Si bien es cierto que todas necesitamos protegernos del sol para evitar que la radiación dañe nuestra piel, también es verdad que quienes son de piel blanca requieren de más cuidados. Información de la Organización Mundial de la Salud señala que desde los años 70 se ha detectado un aumento en los casos de cáncer de piel en esta población.

¿Qué pasa con la piel blanca que es tan sensible?

Para comprender mejor por qué la piel clara es más susceptible a los daños por la radiación UV, es importante conocer la función de una sustancia llamada melanina. Esta es la encargada de darle color a la piel pero también de protegerla; entonces, entre más melanina, más color y mayor protección. En las personas con piel blanca la producción de melanina es menor, de ahí que sea más sensible al sol y requiera de un buen protector solar. 

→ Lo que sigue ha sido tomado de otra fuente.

//! Renders a flat test image with a noisy sampler and prints scheduling
//! statistics as tiles converge.
//!
//! Run with: cargo run --example flat_render

use std::time::Duration;

use tilelight::{
    CancelToken, ChannelKind, Film, HaltConfig, PixelRegion, RenderSession, RenderSessionOpts, Rgb,
    SchedulerConfig, TileWork, TilelightResult,
};

fn main() -> TilelightResult<()> {
    tracing_subscriber::fmt::init();

    let region = PixelRegion::new(0, 0, 256, 256)?;
    let session = RenderSession::new(
        region,
        [
            ChannelKind::RadiancePerPixelNormalized,
            ChannelKind::Display,
        ],
        SchedulerConfig {
            warmup_samples: 4,
            ..Default::default()
        },
        RenderSessionOpts {
            halt: HaltConfig {
                wall_clock: Some(Duration::from_secs(30)),
                ..Default::default()
            },
            ..Default::default()
        },
    )?;

    let renderer = |work: &TileWork, film: &mut Film, _cancel: &CancelToken| {
        let tile = work.region();
        for y in 0..tile.height {
            for x in 0..tile.width {
                // A cheap deterministic "sampler": a gradient plus per-pass
                // jitter that averages out, so tiles converge after a few
                // passes.
                let base = (tile.x + x) as f32 / 256.0;
                let jitter = if work.pass_index() % 2 == 0 {
                    0.01
                } else {
                    -0.01
                };
                film.add_pixel_sample(x, y, Rgb::splat(base + jitter), 1.0);
            }
        }
        Ok(())
    };

    let (film, stats) = session.run(&renderer)?;
    println!(
        "rendered {}x{} in {:.2}s: {:.1} samples/pixel, {}/{} tiles converged over {} generation(s)",
        film.width(),
        film.height(),
        stats.elapsed.as_secs_f64(),
        stats.samples_per_pixel,
        stats.converged_tiles,
        stats.total_tiles,
        stats.generations + 1,
    );
    Ok(())
}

Piel clara y el riesgo de sufrir cáncer de piel

Se ha comprobado que el 90% de los cánceres no melánicos (se llaman así porque afectan solo a las células basales y escamosas, pero no a los melanocitos) se producen en personas de piel blanca. Estos carcinomas generalmente no se esparcen a otras partes del cuerpo y raramente son mortales, aunque su tratamiento es doloroso y puede implicar algunos cambios en el aspecto físico.

Existe otro tipo de cáncer conocido como melanoma, el cual recibe este nombre porque sí afecta a los melanocitos. A diferencia de los carcinomas no melánicos este puede afectar a otros órganos del cuerpo, pero si se detecta y trata a tiempo es altamente curable.

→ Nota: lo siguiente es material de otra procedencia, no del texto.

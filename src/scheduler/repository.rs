use std::sync::{Mutex, MutexGuard};
use std::time::{Duration, Instant};

use rayon::prelude::*;
use tracing::{info, warn};

use crate::config::SchedulerConfig;
use crate::film::model::Film;
use crate::film::variance::VarianceClamping;
use crate::foundation::error::{TilelightError, TilelightResult};
use crate::foundation::geom::PixelRegion;
use crate::scheduler::hilbert;
use crate::scheduler::tile::{PassContext, Tile, TileId, TileWork};

/// The shared accumulation buffer behind its own lock.
///
/// The repository acquires this lock only while already holding its internal
/// lock, and only for the duration of a tile merge; keeping the mutex in a
/// dedicated wrapper makes that the only way in.
pub struct SharedFilm {
    inner: Mutex<Film>,
}

impl SharedFilm {
    /// Wraps a film for shared access.
    pub fn new(film: Film) -> Self {
        Self {
            inner: Mutex::new(film),
        }
    }

    /// Locks the film, tolerating a poisoned lock.
    pub fn lock(&self) -> MutexGuard<'_, Film> {
        self.inner.lock().unwrap_or_else(|e| e.into_inner())
    }

    /// Unwraps the film once no other reference exists.
    pub fn into_inner(self) -> Film {
        self.inner.into_inner().unwrap_or_else(|e| e.into_inner())
    }
}

/// Read-only view of one tile's bookkeeping, for progress reporting and
/// tests.
#[derive(Clone, Copy, Debug)]
pub struct TileSnapshot {
    /// The image region this tile covers.
    pub region: PixelRegion,
    /// Finished passes in the current generation.
    pub pass: u32,
    /// Outstanding claims.
    pub pending_passes: u32,
    /// Last convergence error, infinite before the first check.
    pub error: f32,
    /// True once the tile converged or hit its pass limit.
    pub done: bool,
}

/// Aggregate scheduling counters.
#[derive(Clone, Copy, Debug)]
pub struct RepositoryStats {
    /// Current multipass threshold generation.
    pub generation: u32,
    /// Convergence threshold in effect.
    pub threshold: f32,
    /// Unclaimed tiles.
    pub todo_tiles: usize,
    /// Outstanding claims.
    pub pending_claims: usize,
    /// Tiles that passed their convergence check.
    pub converged_tiles: usize,
    /// True once rendering finished.
    pub done: bool,
    /// Time since the repository was built.
    pub elapsed: Duration,
}

struct RepoState {
    tiles: Vec<Tile>,
    /// Not-yet-claimed tiles; priority order is computed, not positional.
    todo: Vec<TileId>,
    /// One entry per outstanding claim (a tile can appear several times).
    pending: Vec<TileId>,
    converged: Vec<TileId>,
    threshold: f32,
    generation: u32,
    done: bool,
    globally_converged: bool,
    film_total_y: f32,
    start_time: Instant,
}

/// Owns all tiles, their traversal order and the three scheduling queues;
/// every mutation goes through one synchronized operation, [`Self::next_tile`].
pub struct TileRepository {
    config: SchedulerConfig,
    region: PixelRegion,
    clamping: VarianceClamping,
    state: Mutex<RepoState>,
}

impl TileRepository {
    /// Decomposes `region` into a Hilbert-ordered tile grid and builds every
    /// tile (in parallel; tiles are independent).
    pub fn new(region: PixelRegion, config: SchedulerConfig) -> TilelightResult<Self> {
        let config = config.validated()?;
        if region.area() == 0 {
            return Err(TilelightError::config("image region has zero area"));
        }

        let started = Instant::now();
        let regions = hilbert::tile_regions(region, config.tile_width, config.tile_height);
        let mut tiles = regions
            .par_iter()
            .enumerate()
            .map(|(curve_pos, r)| Tile::new(*r, curve_pos as u32, &config))
            .collect::<TilelightResult<Vec<_>>>()?;

        let todo: Vec<TileId> = (0..tiles.len()).map(TileId).collect();
        for tile in &mut tiles {
            tile.in_todo = true;
        }

        info!(
            tiles = tiles.len(),
            elapsed_ms = started.elapsed().as_millis() as u64,
            "tile grid initialized"
        );

        Ok(Self {
            region,
            clamping: VarianceClamping::new(config.variance_clamp_max_value),
            config,
            state: Mutex::new(RepoState {
                tiles,
                todo,
                pending: Vec::new(),
                converged: Vec::new(),
                threshold: config.convergence_threshold,
                generation: 0,
                done: false,
                globally_converged: false,
                film_total_y: 0.0,
                start_time: Instant::now(),
            }),
        })
    }

    fn state(&self) -> MutexGuard<'_, RepoState> {
        self.state.lock().unwrap_or_else(|e| e.into_inner())
    }

    //--------------------------------------------------------------------------
    // Scheduling protocol
    //--------------------------------------------------------------------------

    /// Finalizes the caller's outstanding claim (if any) and hands out the
    /// next one.
    ///
    /// Returns `Ok(true)` and stores a fresh [`TileWork`] in `work` when
    /// there is something to render. Returns `Ok(false)` when the caller
    /// should either stop ([`Self::is_done`] is true) or retry later (some
    /// other worker still holds in-flight passes).
    pub fn next_tile(
        &self,
        shared: &SharedFilm,
        work: &mut Option<TileWork>,
        worker_film: &mut Film,
    ) -> TilelightResult<bool> {
        let mut s = self.state();

        // 1. Finalize the returned claim.
        if let Some(finished) = work.take() {
            self.finalize(&mut s, shared, finished, worker_film)?;
        }

        // 2. Global halt: the owning engine declared the image converged.
        if s.globally_converged {
            if s.pending.is_empty() {
                self.mark_done(&mut s);
            }
            return Ok(false);
        }

        // 3. Local exhaustion / multipass continuation.
        if s.todo.is_empty() {
            if !self.config.multipass {
                if s.pending.is_empty() {
                    self.mark_done(&mut s);
                }
                return Ok(false);
            }

            let pending_all_done = s.pending.iter().all(|id| s.tiles[id.0].done);
            if pending_all_done {
                if self.config.threshold_reduction > 0.0 {
                    info!(
                        threshold256 = 256.0 * s.threshold,
                        generation = s.generation,
                        elapsed_secs = s.start_time.elapsed().as_secs_f64(),
                        "threshold generation complete, reducing and restarting"
                    );
                    s.threshold *= self.config.threshold_reduction;
                    Self::restart(&mut s);
                } else {
                    if s.pending.is_empty() {
                        self.mark_done(&mut s);
                    }
                    return Ok(false);
                }
            }
            // Some claimed tiles are still unfinished: fall through and
            // double up on the least-advanced one.
        }

        // 4. Claim selection: spread passes evenly across tiles.
        Ok(self.claim(&mut s, work))
    }

    fn finalize(
        &self,
        s: &mut RepoState,
        shared: &SharedFilm,
        finished: TileWork,
        worker_film: &mut Film,
    ) -> TilelightResult<()> {
        let RepoState {
            tiles,
            todo,
            pending,
            converged,
            threshold,
            film_total_y,
            ..
        } = s;
        let tile = &mut tiles[finished.tile.0];

        if self.clamping.is_enabled() {
            if let Some(reference) = tile.all_pass_film() {
                self.clamping.clamp_film(reference, worker_film)?;
            }
        }

        tile.add_pass(
            worker_film,
            finished.pass_index,
            PassContext {
                multipass: self.config.multipass,
                threshold: *threshold,
                warmup_samples: self.config.warmup_samples,
                max_pass_count: self.config.max_pass_count,
                film_total_y,
                region_pixel_count: self.region.area() as f32,
            },
        )?;
        tile.pending_passes = tile.pending_passes.saturating_sub(1);

        // One outstanding reference per claim.
        if let Some(pos) = pending.iter().position(|id| *id == finished.tile) {
            pending.swap_remove(pos);
        }

        if tile.done {
            // Idempotent: a concurrent claim may have moved it already.
            if !converged.contains(&finished.tile) {
                converged.push(finished.tile);
            }
        } else if !tile.in_todo {
            todo.push(finished.tile);
            tile.in_todo = true;
        }

        // Merge into the shared image. The film lock nests strictly inside
        // the repository lock and is held only for this O(tile) copy.
        // Film coordinates are relative to the scheduled sub-region.
        let region = tile.region;
        let mut film = shared.lock();
        film.add_film(
            worker_film,
            0,
            0,
            region.width,
            region.height,
            region.x - self.region.x,
            region.y - self.region.y,
        )
    }

    fn claim(&self, s: &mut RepoState, work: &mut Option<TileWork>) -> bool {
        let tiles = &s.tiles;
        let priority = |id: TileId| (tiles[id.0].progress(), tiles[id.0].curve_pos);

        let best_todo = s.todo.iter().min_by_key(|id| priority(**id)).copied();
        let best_pending = s
            .pending
            .iter()
            .filter(|id| !tiles[id.0].done)
            .min_by_key(|id| priority(**id))
            .copied();

        // Fewest scheduled passes wins; the not-yet-claimed tile on a tie.
        let (id, from_todo) = match (best_todo, best_pending) {
            (Some(t), Some(p)) => {
                if tiles[p.0].progress() < tiles[t.0].progress() {
                    (p, false)
                } else {
                    (t, true)
                }
            }
            (Some(t), None) => (t, true),
            (None, Some(p)) => (p, false),
            (None, None) => {
                warn!("out of tiles to render");
                return false;
            }
        };

        if from_todo {
            if let Some(pos) = s.todo.iter().position(|x| *x == id) {
                s.todo.swap_remove(pos);
            }
            s.tiles[id.0].in_todo = false;
        }

        let generation = s.generation;
        let tile = &mut s.tiles[id.0];
        tile.pending_passes += 1;
        let pass_index = tile.pass + tile.pending_passes;
        s.pending.push(id);

        *work = Some(TileWork {
            tile: id,
            region: s.tiles[id.0].region,
            generation,
            pass_index,
        });
        true
    }

    /// Begins a new generation: every tile restarts, the todo queue refills
    /// in curve order, and outstanding claims are preserved so in-flight
    /// workers are not orphaned.
    fn restart(s: &mut RepoState) {
        s.generation += 1;
        s.film_total_y = 0.0;
        s.converged.clear();
        s.todo.clear();
        for (idx, tile) in s.tiles.iter_mut().enumerate() {
            tile.restart();
            tile.in_todo = true;
            s.todo.push(TileId(idx));
        }
        s.done = false;
    }

    fn mark_done(&self, s: &mut RepoState) {
        if !s.done {
            info!(
                elapsed_secs = s.start_time.elapsed().as_secs_f64(),
                generation = s.generation,
                "rendering done"
            );
            s.done = true;
        }
    }

    /// Drops an in-flight claim without merging its samples. Used when a
    /// cancelled worker abandons work at teardown.
    pub fn abandon(&self, work: TileWork) {
        let mut s = self.state();
        let tile = &mut s.tiles[work.tile.0];
        tile.pending_passes = tile.pending_passes.saturating_sub(1);
        let back_to_todo = !tile.done && !tile.in_todo;
        if back_to_todo {
            tile.in_todo = true;
        }
        if let Some(pos) = s.pending.iter().position(|id| *id == work.tile) {
            s.pending.swap_remove(pos);
        }
        if back_to_todo {
            s.todo.push(work.tile);
        }
    }

    //--------------------------------------------------------------------------
    // Observability
    //--------------------------------------------------------------------------

    /// Sets (or clears) the engine's global convergence verdict; once set
    /// with no claims outstanding, the repository reports done.
    pub fn set_global_convergence(&self, converged: bool) {
        self.state().globally_converged = converged;
    }

    /// True once every tile is finished and no claim is outstanding.
    pub fn is_done(&self) -> bool {
        self.state().done
    }

    /// The current multipass threshold generation.
    pub fn generation(&self) -> u32 {
        self.state().generation
    }

    /// The convergence threshold of the current generation.
    pub fn threshold(&self) -> f32 {
        self.state().threshold
    }

    /// Number of tiles in the grid.
    pub fn tile_count(&self) -> usize {
        self.state().tiles.len()
    }

    /// The scheduled image sub-region.
    pub fn region(&self) -> PixelRegion {
        self.region
    }

    /// The validated tile dimensions.
    pub fn tile_size(&self) -> (u32, u32) {
        (self.config.tile_width, self.config.tile_height)
    }

    /// A point-in-time view of one tile's bookkeeping.
    pub fn tile_snapshot(&self, id: TileId) -> Option<TileSnapshot> {
        let s = self.state();
        s.tiles.get(id.0).map(|tile| TileSnapshot {
            region: tile.region,
            pass: tile.pass,
            pending_passes: tile.pending_passes,
            error: tile.error(),
            done: tile.done,
        })
    }

    /// Point-in-time views of every tile, in curve order.
    pub fn snapshots(&self) -> Vec<TileSnapshot> {
        let s = self.state();
        s.tiles
            .iter()
            .map(|tile| TileSnapshot {
                region: tile.region,
                pass: tile.pass,
                pending_passes: tile.pending_passes,
                error: tile.error(),
                done: tile.done,
            })
            .collect()
    }

    /// Aggregate scheduling counters at this instant.
    pub fn stats(&self) -> RepositoryStats {
        let s = self.state();
        RepositoryStats {
            generation: s.generation,
            threshold: s.threshold,
            todo_tiles: s.todo.len(),
            pending_claims: s.pending.len(),
            converged_tiles: s.converged.len(),
            done: s.done,
            elapsed: s.start_time.elapsed(),
        }
    }
}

La información que acabamos de compartirte no tiene por objetivo asustarte, sino motivarte a cuidar más tu piel. Para lograrlo, sigue estas recomendaciones:

 - Utiliza productos que contengan filtros de protección de amplio espectro; es decir, contra los rayos UVA y UVB, y muy importante: con factor de protección solar 50.

- Aplica el protector solar 30 minutos antes de exponerte al sol.

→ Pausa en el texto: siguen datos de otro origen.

use std::ops::{Add, AddAssign, Mul};

/// A linear RGB radiance value.
#[derive(Clone, Copy, Debug, Default, PartialEq, serde::Serialize, serde::Deserialize)]
pub struct Rgb {
    /// Red component.
    pub r: f32,
    /// Green component.
    pub g: f32,
    /// Blue component.
    pub b: f32,
}

impl Rgb {
    /// All components zero.
    pub const BLACK: Self = Self {
        r: 0.0,
        g: 0.0,
        b: 0.0,
    };

    /// Builds a value from its three components.
    pub fn new(r: f32, g: f32, b: f32) -> Self {
        Self { r, g, b }
    }

    /// A gray value with every component set to `v`.
    pub fn splat(v: f32) -> Self {
        Self { r: v, g: v, b: v }
    }

    /// Rec. 709 luminance of a linear RGB value.
    pub fn luminance(self) -> f32 {
        0.212_671 * self.r + 0.715_160 * self.g + 0.072_169 * self.b
    }

    /// The largest of the three components.
    pub fn max_component(self) -> f32 {
        self.r.max(self.g).max(self.b)
    }

    /// True when every component is finite.
    pub fn is_finite(self) -> bool {
        self.r.is_finite() && self.g.is_finite() && self.b.is_finite()
    }

    /// True when every component is exactly zero.
    pub fn is_black(self) -> bool {
        self.r == 0.0 && self.g == 0.0 && self.b == 0.0
    }
}

impl Add for Rgb {
    type Output = Self;

    fn add(self, rhs: Self) -> Self {
        Self {
            r: self.r + rhs.r,
            g: self.g + rhs.g,
            b: self.b + rhs.b,
        }
    }
}

impl AddAssign for Rgb {
    fn add_assign(&mut self, rhs: Self) {
        *self = *self + rhs;
    }
}

impl Mul<f32> for Rgb {
    type Output = Self;

    fn mul(self, rhs: f32) -> Self {
        Self {
            r: self.r * rhs,
            g: self.g * rhs,
            b: self.b * rhs,
        }
    }
}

La cantidad ideal para cada parte de tu cuerpo es la siguiente:

Cara y cuello: una cucharadita.

Torso y espalda: dos cucharaditas.

Brazos: una cucharadita por cada uno.

Piernas: dos cucharaditas por cada una.

- Si deseas tomar el sol, de preferencia hazlo después de las 4 de la tarde.

- Cubre tu piel con prendas livianas pero de manga larga, sombreros amplios (cuya sombra llegue al escote) y protege tus ojos con lentes para el sol.

Otros factores que debes tomar en cuenta

Probablemente algunas cosas ya las sabes, pero no está de más recordarlas para no poner en riesgo a tu piel:

La radiación UV acelera el envejecimiento cutáneo. La pérdida gradual de la elasticidad en la piel produce arrugas, resequedad y aspereza.

A mayor altitud, la atmósfera es más delgada y absorbe menos radiación UV. Con cada 1,000 metros de incremento de la altitud, la intensidad de la radiación UV aumenta en un 10 a 12%. Es decir, en la Ciudad de México (2,240 metros sobre el nivel del mar) hay más radiación que en Acapulco (0-16 metros sobre el nivel del mar).

Aun debajo del agua hay radiación UV. A medio metro bajo el agua la radiación es del 40 % en relación a la existente en la superficie; eso significa que aunque estés esnorqueleando la radiación está presente.